• [Exercise details] Each time a line of the listing holds "Cursor", copy that line.

• [Extracted material]
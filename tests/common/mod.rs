//! Shared helpers for building DOCX packages in memory.

#![allow(dead_code)]

use std::io::{Cursor, Write};
use std::path::{Path, PathBuf};

use image::{DynamicImage, ImageFormat, Rgba, RgbaImage};
use undocx::parser::{A_NS, R_NS, W_NS};
use zip::write::SimpleFileOptions;
use zip::ZipWriter;

const RELS_NS: &str = "http://schemas.openxmlformats.org/package/2006/relationships";

/// Builder for a minimal DOCX package.
#[derive(Default)]
pub struct DocxBuilder {
    body: String,
    relationships: Vec<String>,
    media: Vec<(String, Vec<u8>)>,
    document_xml: Option<String>,
}

impl DocxBuilder {
    pub fn new() -> Self {
        Self::default()
    }

    /// Append raw body XML.
    pub fn raw(mut self, xml: &str) -> Self {
        self.body.push_str(xml);
        self
    }

    /// Append a paragraph with a named style and a single run.
    pub fn paragraph(self, style: Option<&str>, text: &str) -> Self {
        let ppr = style
            .map(|s| format!(r#"<w:pPr><w:pStyle w:val="{s}"/></w:pPr>"#))
            .unwrap_or_default();
        self.raw(&format!(
            r#"<w:p>{ppr}<w:r><w:t xml:space="preserve">{text}</w:t></w:r></w:p>"#
        ))
    }

    /// Append a paragraph with a numbering reference.
    pub fn numbered(self, text: &str) -> Self {
        self.raw(&format!(
            r#"<w:p><w:pPr><w:numPr><w:ilvl w:val="0"/><w:numId w:val="1"/></w:numPr></w:pPr><w:r><w:t>{text}</w:t></w:r></w:p>"#
        ))
    }

    /// Append a paragraph holding a hyperlink.
    pub fn hyperlink(self, rid: &str, target: &str, text: &str) -> Self {
        self.relationship(rid, target, true).raw(&format!(
            r#"<w:p><w:pPr><w:pStyle w:val="Heading2"/></w:pPr><w:hyperlink r:id="{rid}"><w:r><w:t>{text}</w:t></w:r></w:hyperlink></w:p>"#
        ))
    }

    /// Append a paragraph holding a drawing that references `rid`.
    pub fn drawing(self, style: &str, rid: &str) -> Self {
        self.raw(&format!(
            r#"<w:p><w:pPr><w:pStyle w:val="{style}"/></w:pPr><w:r><w:drawing><wp:inline xmlns:wp="http://schemas.openxmlformats.org/drawingml/2006/wordprocessingDrawing"><a:graphic><a:graphicData><pic:pic xmlns:pic="http://schemas.openxmlformats.org/drawingml/2006/picture"><pic:blipFill><a:blip r:embed="{rid}"/></pic:blipFill></pic:pic></a:graphicData></a:graphic></wp:inline></w:drawing></w:r></w:p>"#
        ))
    }

    /// Register a relationship.
    pub fn relationship(mut self, rid: &str, target: &str, external: bool) -> Self {
        let mode = if external { r#" TargetMode="External""# } else { "" };
        self.relationships.push(format!(
            r#"<Relationship Id="{rid}" Type="{R_NS}/relationship" Target="{target}"{mode}/>"#
        ));
        self
    }

    /// Add an image part under `word/media/` with its relationship.
    pub fn image(mut self, rid: &str, file_name: &str, data: Vec<u8>) -> Self {
        self.media.push((format!("word/media/{file_name}"), data));
        self.relationship(rid, &format!("media/{file_name}"), false)
    }

    /// Replace the whole main part.
    pub fn document_xml(mut self, xml: &str) -> Self {
        self.document_xml = Some(xml.to_string());
        self
    }

    /// Serialize the package.
    pub fn build(self) -> Vec<u8> {
        let document = self.document_xml.unwrap_or_else(|| {
            format!(
                r#"<?xml version="1.0" encoding="UTF-8" standalone="yes"?>
<w:document xmlns:w="{W_NS}" xmlns:r="{R_NS}" xmlns:a="{A_NS}"><w:body>{}</w:body></w:document>"#,
                self.body
            )
        });
        let rels = format!(
            r#"<?xml version="1.0" encoding="UTF-8"?><Relationships xmlns="{RELS_NS}">{}</Relationships>"#,
            self.relationships.concat()
        );

        let mut writer = ZipWriter::new(Cursor::new(Vec::new()));
        let options = SimpleFileOptions::default();
        writer.start_file("word/document.xml", options).unwrap();
        writer.write_all(document.as_bytes()).unwrap();
        writer
            .start_file("word/_rels/document.xml.rels", options)
            .unwrap();
        writer.write_all(rels.as_bytes()).unwrap();
        for (name, data) in &self.media {
            writer.start_file(name.as_str(), options).unwrap();
            writer.write_all(data).unwrap();
        }
        writer.finish().unwrap().into_inner()
    }

    /// Serialize the package into `dir/name`.
    pub fn write_to(self, dir: &Path, name: &str) -> PathBuf {
        let path = dir.join(name);
        std::fs::write(&path, self.build()).unwrap();
        path
    }
}

/// Encode a small solid-color PNG.
pub fn png(width: u32, height: u32) -> Vec<u8> {
    let img = RgbaImage::from_pixel(width, height, Rgba([200, 30, 30, 255]));
    let mut out = Cursor::new(Vec::new());
    DynamicImage::ImageRgba8(img)
        .write_to(&mut out, ImageFormat::Png)
        .unwrap();
    out.into_inner()
}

• [Response to the exercise]
use std::io::{Cursor, Write};
        let mut writer = ZipWriter::new(Cursor::new(Vec::new()));
    let mut out = Cursor::new(Vec::new());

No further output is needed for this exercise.